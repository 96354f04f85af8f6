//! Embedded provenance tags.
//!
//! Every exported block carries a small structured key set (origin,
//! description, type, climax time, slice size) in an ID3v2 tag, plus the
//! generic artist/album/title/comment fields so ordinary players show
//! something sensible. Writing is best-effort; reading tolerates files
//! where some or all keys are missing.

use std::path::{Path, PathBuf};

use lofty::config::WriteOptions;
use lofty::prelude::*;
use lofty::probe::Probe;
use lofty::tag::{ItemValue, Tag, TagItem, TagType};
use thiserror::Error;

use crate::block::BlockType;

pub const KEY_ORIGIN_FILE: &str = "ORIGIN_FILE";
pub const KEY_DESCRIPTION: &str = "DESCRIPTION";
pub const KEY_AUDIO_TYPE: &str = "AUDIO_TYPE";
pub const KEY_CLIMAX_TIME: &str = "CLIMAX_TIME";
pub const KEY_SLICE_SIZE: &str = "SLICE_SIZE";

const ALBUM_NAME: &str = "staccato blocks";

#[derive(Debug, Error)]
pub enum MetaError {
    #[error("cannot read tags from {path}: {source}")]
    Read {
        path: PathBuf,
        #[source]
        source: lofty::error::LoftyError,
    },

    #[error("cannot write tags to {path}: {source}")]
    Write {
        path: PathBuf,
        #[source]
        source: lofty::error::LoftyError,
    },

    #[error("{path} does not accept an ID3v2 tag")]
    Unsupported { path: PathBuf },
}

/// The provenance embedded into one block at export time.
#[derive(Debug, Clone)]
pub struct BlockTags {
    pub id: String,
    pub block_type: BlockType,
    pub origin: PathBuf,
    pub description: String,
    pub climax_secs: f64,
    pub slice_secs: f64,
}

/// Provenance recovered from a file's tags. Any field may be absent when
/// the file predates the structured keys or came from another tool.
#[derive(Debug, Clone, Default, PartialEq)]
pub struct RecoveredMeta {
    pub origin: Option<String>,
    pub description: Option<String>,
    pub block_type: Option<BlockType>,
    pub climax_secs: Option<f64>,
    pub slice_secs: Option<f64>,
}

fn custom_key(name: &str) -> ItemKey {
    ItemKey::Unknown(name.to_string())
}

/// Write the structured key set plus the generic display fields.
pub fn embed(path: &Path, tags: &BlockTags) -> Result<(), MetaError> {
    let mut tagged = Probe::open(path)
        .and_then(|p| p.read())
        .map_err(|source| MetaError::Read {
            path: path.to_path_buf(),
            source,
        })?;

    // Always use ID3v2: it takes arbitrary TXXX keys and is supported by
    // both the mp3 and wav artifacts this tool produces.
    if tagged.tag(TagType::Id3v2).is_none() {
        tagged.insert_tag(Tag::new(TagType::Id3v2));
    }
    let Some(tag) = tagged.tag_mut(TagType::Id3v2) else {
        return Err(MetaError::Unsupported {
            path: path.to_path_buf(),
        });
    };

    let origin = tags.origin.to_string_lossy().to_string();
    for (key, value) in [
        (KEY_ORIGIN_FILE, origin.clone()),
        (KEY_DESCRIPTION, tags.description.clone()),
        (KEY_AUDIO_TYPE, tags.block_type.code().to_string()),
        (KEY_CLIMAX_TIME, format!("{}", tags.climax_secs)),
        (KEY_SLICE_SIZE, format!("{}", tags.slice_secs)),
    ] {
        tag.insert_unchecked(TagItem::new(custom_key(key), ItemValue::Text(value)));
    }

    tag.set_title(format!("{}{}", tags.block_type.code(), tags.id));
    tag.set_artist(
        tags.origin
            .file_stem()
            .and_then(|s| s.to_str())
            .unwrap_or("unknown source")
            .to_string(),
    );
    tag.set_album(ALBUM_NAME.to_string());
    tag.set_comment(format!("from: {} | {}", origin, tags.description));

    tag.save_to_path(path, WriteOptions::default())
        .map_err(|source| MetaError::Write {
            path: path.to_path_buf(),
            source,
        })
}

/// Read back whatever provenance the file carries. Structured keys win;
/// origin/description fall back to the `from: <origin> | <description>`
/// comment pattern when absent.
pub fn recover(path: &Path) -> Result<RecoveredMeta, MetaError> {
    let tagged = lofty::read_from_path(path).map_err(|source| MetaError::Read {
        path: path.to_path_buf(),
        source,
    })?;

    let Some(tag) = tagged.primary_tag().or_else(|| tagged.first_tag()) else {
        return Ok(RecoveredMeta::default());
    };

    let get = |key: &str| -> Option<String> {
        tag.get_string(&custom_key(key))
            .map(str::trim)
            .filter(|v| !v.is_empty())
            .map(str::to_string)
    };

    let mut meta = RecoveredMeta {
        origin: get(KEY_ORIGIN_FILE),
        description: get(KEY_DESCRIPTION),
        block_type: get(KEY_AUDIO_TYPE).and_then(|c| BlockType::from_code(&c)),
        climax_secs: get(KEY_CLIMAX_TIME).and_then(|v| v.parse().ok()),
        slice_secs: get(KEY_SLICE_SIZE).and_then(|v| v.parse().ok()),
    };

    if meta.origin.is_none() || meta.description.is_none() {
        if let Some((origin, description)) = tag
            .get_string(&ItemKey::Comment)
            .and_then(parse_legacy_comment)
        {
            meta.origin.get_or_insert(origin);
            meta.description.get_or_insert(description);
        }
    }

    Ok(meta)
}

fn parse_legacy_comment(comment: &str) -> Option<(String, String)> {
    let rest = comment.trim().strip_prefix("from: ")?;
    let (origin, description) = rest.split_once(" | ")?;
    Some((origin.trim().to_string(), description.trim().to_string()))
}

* * *

WHAT IS BEING ASKED -> Starting at the line that contains "if let Some((origin, description))", copy every line down to the last line of the records above, exactly as written.

EXERCISE RESULT ->
        if let Some((origin, description)) = tag
            .get_string(&ItemKey::Comment)
            .and_then(parse_legacy_comment)
        {
            meta.origin.get_or_insert(origin);
            meta.description.get_or_insert(description);
        }
    }

    Ok(meta)
}

fn parse_legacy_comment(comment: &str) -> Option<(String, String)> {
    let rest = comment.trim().strip_prefix("from: ")?;
    let (origin, description) = rest.split_once(" | ")?;
    Some((origin.trim().to_string(), description.trim().to_string()))
}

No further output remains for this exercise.